After enjoying great popular confidence after the war, the Communist Party by degrees bartered this confidence away for office – until it had all the offices and nothing else… The leaders’ mistaken policies transformed a political party and an alliance based on ideas into an organisation for exerting power, one that proved attractive to power hungry individuals eager to wield authority, to cowards who took the safe and easy route, and to people with bad conscience. The influx of members such as these affected the character and behaviour of the party, whose internal arrangements made it impossible, short of scandalous incidents, for honest members to gain influence and adapt it continuously to modern conditions. Many communists fought against this decline, but they did not manage to prevent what ensued.

Conditions inside the Communist Party served as both a pattern for and a cause of the identical conditions in the state. The party’s association with the state deprived it of the asset of separation from executive power. No one criticised the activities of the state and of economic organs. Parliament forgot how to hold proper debates; the government forgot how to govern properly; and managers forgot how to manage properly. Elections lost their significance and the law carried no weight. We could not trust our representatives on any committee or, if we could, there was no point in asking them for anything because they were powerless.

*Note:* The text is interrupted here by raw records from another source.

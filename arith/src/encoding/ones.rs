//! Inverse code (ones' complement).
//!
//! Non-negative values are written as in the direct code; a negative
//! value is the bitwise complement of the codeword of its absolute
//! value.  The range is the same as for the direct code, and again
//! there are two zeros: all zeros and all ones.

use super::super::bitvector::BitVector;
use super::super::division::DivisionMode;
use super::super::error::Error;
use super::super::primitives::{self, complement, increment, same_width};
use super::{check_width, divide_signed, multiply_signed, Encoding};

pub fn encode(value: i64, width: usize) -> Result<BitVector, Error> {
    Encoding::OnesComplement.check_range(value, width)?;
    let magnitude = BitVector::from_unsigned(u128::from(value.unsigned_abs()), width - 1)?;
    Ok(from_magnitude(value < 0, &magnitude))
}

pub fn decode(codeword: &BitVector) -> Result<i64, Error> {
    check_width(codeword.width())?;
    let negative = codeword.sign_bit();
    let value =
        i64::try_from(magnitude(codeword)?.to_unsigned()?).map_err(|_| Error::TooWide(63))?;
    Ok(if negative { -value } else { value })
}

pub fn magnitude(codeword: &BitVector) -> Result<BitVector, Error> {
    check_width(codeword.width())?;
    if codeword.sign_bit() {
        Ok(complement(codeword))
    } else {
        Ok(codeword.clone())
    }
}

pub(crate) fn from_magnitude(negative: bool, magnitude: &BitVector) -> BitVector {
    let positive = BitVector::with_sign(false, magnitude);
    if negative {
        complement(&positive)
    } else {
        positive
    }
}

pub fn negate(codeword: &BitVector) -> Result<BitVector, Error> {
    check_width(codeword.width())?;
    Ok(complement(codeword))
}

/// Ones' complement addition with end-around carry.
///
/// The codewords are added as unsigned numbers, and a carry out of
/// the leftmost digit is added back in at the right.  Negative zero
/// (all ones) is a legitimate result and is left as it is.  Overflow
/// is not an error here; [`Encoding::add`] reports it.
pub fn add(a: &BitVector, b: &BitVector) -> Result<BitVector, Error> {
    check_width(same_width(a, b)?)?;
    let (mut sum, mut carry) = primitives::add(a, b)?;
    // Once the carry is dropped the sum is at most 2^width - 2, so
    // the correction below never carries out itself and this loop
    // runs at most once.
    while carry {
        (sum, carry) = increment(&sum);
    }
    Ok(sum)
}

pub fn multiply(a: &BitVector, b: &BitVector, product_width: usize) -> Result<BitVector, Error> {
    multiply_signed(Encoding::OnesComplement, a, b, product_width)
}

pub fn divide(a: &BitVector, b: &BitVector, precision: usize) -> Result<String, Error> {
    divide_signed(
        Encoding::OnesComplement,
        a,
        b,
        precision,
        DivisionMode::FractionalPreview,
    )
}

Worse still, we could scarcely trust one another. Personal and collective honour decayed. Honestly was a useless virtue, assessment by merit unheard of. Most people accordingly lost interest in public affairs, worrying only about themselves and about money, a further blot on the system being the impossibility today of relying even on the value of money. Personal relations were ruined, there was no more joy in work, and the nation, in short, entered a period that endangered its spiritual well-being and its character…

Since the beginning of this year, we have been experiencing a regenerative process of democratisation. It started inside the Communist Party, that much we must admit – even those communists among us who no longer had hopes that anything good could emerge from that quarter know this. It must also be added, of course, that the process could have started nowhere else. For after 20 years the communists were the only ones able to conduct some sort of political activity. It was only the opposition inside the communist party that had the privilege to voice antagonistic views.

The effort and initiative now displayed by democratically minded communists are only then a partial repayment of the debt owned by the entire party to the non-communists whom it had kept down in an unequal position. Accordingly, thanks are due to the Communist Party, though perhaps it should be granted that the party is making an honest effort at the 11th hour to save its own honour and the nation’s. The regenerative process has introduced nothing particularly new into our lives. It revives ideas and topics, many of which are older than the errors of our socialism, while others, having emerged from below the surface of visible history, should long ago have found expression but were instead repressed…

In this moment of hope – albeit hope still threatened – we appeal to you. It took several months before many of us believed it was safe to speak up; many of us still do not think it is safe. But speak up we did, exposing ourselves to the extent that we have no choice but to complete our plan to humanise the regime. If we did not, the old forces would exact cruel revenge. We appeal about all to those who so far have waited on the sidelines. The time now approaching will decide events for years to come…

There has been great alarm recently over the possibility that foreign forces will intervene in our development. Whatever superior forces may face us, all we can do is stick to our own positions, behave decently and initiate nothing ourselves. We can show our government that we will stand by it, with weapons if need be, if it will do what we give it a mandate to do. And we can assure our allies that we will observe our treaties of alliance, friendship and trade. Irritable reproaches and ill-argued suspicions on our part can only make things harder for our government, and bring no benefit to ourselves…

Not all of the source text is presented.